=== Section Start ===
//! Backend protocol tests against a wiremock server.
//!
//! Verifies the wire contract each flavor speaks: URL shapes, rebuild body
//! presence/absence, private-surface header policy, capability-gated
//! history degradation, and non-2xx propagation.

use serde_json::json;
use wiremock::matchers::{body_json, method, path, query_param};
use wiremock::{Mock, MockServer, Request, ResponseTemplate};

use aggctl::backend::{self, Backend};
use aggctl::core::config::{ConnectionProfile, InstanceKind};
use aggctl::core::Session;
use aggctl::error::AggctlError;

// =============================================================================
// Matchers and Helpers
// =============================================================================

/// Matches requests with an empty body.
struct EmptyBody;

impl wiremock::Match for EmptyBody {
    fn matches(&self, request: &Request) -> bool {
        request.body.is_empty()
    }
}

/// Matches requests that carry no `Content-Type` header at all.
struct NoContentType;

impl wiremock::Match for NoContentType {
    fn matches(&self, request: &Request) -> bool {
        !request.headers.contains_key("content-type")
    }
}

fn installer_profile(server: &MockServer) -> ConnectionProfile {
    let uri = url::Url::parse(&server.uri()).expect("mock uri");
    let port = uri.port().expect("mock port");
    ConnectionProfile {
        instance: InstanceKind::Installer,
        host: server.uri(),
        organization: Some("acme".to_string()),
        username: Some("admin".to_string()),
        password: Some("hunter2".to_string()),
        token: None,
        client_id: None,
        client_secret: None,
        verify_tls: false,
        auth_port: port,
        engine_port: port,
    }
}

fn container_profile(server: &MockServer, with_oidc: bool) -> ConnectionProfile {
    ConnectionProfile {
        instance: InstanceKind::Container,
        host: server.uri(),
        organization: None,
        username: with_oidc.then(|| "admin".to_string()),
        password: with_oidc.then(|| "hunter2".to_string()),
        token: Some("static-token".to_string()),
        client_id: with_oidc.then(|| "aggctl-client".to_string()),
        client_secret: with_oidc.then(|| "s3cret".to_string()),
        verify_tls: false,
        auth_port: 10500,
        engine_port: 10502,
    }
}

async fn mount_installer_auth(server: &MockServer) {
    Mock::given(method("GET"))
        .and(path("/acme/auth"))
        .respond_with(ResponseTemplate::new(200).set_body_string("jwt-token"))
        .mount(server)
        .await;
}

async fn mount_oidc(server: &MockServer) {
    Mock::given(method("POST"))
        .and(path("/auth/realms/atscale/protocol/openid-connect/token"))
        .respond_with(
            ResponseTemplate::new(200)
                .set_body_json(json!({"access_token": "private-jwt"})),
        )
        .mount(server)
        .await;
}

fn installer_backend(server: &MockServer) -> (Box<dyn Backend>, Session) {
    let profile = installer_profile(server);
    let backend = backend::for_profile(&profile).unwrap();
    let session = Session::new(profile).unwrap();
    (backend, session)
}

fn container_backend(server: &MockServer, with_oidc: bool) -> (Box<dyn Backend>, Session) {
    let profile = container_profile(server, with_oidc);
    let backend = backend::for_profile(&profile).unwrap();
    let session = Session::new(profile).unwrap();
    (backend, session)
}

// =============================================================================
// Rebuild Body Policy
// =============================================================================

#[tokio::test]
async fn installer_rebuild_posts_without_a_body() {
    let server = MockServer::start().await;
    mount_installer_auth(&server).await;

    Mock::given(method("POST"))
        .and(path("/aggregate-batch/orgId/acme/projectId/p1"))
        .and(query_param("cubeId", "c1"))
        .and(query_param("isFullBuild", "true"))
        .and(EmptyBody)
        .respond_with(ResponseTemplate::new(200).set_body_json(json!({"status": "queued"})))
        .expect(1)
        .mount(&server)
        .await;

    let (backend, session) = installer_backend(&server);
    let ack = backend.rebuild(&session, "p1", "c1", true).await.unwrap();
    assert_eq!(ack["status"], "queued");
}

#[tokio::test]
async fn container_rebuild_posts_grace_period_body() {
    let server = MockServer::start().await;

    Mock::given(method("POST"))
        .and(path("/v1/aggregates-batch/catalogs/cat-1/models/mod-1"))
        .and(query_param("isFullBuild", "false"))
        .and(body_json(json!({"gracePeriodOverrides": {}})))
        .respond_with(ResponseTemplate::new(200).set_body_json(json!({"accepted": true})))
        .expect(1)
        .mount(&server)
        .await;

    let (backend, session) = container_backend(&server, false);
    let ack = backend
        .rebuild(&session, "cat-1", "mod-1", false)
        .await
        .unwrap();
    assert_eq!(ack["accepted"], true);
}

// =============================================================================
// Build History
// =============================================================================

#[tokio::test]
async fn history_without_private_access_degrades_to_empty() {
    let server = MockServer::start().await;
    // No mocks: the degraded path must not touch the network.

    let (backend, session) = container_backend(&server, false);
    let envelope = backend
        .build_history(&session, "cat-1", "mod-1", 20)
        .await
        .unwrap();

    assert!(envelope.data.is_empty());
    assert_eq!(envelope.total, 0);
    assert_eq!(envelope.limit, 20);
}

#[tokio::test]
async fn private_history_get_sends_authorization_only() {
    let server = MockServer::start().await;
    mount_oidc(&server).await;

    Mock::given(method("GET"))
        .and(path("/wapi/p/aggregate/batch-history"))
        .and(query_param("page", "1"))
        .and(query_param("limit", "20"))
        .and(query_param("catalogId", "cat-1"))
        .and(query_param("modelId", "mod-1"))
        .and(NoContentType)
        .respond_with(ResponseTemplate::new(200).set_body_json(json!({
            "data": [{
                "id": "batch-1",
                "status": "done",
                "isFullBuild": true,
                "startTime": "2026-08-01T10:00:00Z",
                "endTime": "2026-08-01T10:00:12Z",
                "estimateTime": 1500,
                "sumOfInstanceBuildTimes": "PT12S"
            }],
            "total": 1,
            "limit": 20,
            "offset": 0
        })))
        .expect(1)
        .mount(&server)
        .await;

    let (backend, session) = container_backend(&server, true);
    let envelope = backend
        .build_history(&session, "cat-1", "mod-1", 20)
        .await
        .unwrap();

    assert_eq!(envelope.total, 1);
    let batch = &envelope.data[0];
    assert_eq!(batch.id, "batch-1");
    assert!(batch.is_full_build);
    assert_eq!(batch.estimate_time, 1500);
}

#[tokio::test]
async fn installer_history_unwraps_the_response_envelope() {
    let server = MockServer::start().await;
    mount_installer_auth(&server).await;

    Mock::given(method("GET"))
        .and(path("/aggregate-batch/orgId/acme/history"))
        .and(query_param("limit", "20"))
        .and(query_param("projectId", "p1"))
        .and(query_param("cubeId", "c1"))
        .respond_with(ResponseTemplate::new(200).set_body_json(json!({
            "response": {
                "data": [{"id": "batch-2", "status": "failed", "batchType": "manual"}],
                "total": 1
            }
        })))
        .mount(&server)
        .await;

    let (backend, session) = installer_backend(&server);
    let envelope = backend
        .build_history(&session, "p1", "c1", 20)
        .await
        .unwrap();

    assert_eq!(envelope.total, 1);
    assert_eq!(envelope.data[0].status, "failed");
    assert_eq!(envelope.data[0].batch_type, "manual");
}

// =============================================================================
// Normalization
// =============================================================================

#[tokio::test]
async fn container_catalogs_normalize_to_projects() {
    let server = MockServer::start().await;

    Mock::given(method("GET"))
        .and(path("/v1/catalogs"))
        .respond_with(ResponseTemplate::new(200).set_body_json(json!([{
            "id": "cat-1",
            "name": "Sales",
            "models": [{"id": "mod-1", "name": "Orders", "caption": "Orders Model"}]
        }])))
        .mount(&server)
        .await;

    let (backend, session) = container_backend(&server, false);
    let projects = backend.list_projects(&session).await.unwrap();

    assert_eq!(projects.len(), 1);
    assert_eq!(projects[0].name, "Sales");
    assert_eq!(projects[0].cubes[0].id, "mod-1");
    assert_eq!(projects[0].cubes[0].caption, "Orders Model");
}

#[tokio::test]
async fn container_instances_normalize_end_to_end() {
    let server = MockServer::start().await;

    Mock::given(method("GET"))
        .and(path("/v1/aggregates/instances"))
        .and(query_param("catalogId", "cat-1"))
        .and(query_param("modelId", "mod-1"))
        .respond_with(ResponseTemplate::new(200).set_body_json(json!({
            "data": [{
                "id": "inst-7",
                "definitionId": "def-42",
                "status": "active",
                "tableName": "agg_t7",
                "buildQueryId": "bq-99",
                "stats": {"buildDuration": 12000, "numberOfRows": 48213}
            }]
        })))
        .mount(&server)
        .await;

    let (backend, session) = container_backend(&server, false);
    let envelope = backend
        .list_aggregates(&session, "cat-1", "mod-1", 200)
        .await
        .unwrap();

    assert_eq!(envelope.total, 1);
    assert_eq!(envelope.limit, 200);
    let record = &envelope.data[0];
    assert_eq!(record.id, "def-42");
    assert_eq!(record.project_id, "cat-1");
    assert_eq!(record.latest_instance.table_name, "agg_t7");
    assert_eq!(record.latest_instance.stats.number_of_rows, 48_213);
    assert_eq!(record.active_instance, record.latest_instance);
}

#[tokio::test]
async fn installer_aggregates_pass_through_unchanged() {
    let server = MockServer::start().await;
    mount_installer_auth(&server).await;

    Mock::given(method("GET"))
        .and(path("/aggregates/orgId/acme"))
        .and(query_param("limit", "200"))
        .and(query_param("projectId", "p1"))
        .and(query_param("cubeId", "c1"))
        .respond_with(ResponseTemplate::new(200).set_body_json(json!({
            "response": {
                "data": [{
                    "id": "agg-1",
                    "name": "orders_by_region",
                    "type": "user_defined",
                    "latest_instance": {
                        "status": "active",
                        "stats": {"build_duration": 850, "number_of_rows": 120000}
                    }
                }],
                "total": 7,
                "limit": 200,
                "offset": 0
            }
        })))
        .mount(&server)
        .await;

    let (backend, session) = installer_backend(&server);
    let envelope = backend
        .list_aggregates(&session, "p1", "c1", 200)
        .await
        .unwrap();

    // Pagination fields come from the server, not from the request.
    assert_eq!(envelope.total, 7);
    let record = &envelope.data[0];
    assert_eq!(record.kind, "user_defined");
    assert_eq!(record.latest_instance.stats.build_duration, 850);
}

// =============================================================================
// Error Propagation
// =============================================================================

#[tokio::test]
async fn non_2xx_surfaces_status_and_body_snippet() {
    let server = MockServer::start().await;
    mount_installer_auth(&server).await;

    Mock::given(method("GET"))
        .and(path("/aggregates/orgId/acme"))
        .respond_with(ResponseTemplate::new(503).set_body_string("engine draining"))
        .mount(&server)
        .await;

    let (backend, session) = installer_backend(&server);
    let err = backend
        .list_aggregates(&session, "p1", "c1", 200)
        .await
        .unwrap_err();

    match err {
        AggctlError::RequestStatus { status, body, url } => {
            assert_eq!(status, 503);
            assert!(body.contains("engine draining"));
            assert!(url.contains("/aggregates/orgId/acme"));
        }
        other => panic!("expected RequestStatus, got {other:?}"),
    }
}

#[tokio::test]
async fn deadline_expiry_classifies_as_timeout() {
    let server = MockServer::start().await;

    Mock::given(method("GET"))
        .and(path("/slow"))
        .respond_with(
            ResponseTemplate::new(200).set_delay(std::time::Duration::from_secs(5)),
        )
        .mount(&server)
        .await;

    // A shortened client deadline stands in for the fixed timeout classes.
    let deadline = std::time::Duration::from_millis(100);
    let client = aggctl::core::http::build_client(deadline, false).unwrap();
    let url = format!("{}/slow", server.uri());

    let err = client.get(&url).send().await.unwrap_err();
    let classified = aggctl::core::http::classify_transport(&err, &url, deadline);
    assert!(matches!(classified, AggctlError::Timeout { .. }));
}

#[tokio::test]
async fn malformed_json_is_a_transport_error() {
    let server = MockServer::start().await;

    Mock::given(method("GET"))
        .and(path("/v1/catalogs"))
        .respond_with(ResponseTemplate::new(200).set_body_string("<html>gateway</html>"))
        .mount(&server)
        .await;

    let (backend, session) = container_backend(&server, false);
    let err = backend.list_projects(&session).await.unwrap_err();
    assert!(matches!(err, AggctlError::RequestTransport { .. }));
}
=== Section End ===
▶ EXERCISE OBJECTIVE: Retype exactly the lines from the start of the entries through the one with "use aggctl::error::AggctlError;"; include both ends.

▶ RESULT:
//! Backend protocol tests against a wiremock server.
//!
//! Verifies the wire contract each flavor speaks: URL shapes, rebuild body
//! presence/absence, private-surface header policy, capability-gated
//! history degradation, and non-2xx propagation.

use serde_json::json;
use wiremock::matchers::{body_json, method, path, query_param};
use wiremock::{Mock, MockServer, Request, ResponseTemplate};

use aggctl::backend::{self, Backend};
use aggctl::core::config::{ConnectionProfile, InstanceKind};
use aggctl::core::Session;
use aggctl::error::AggctlError;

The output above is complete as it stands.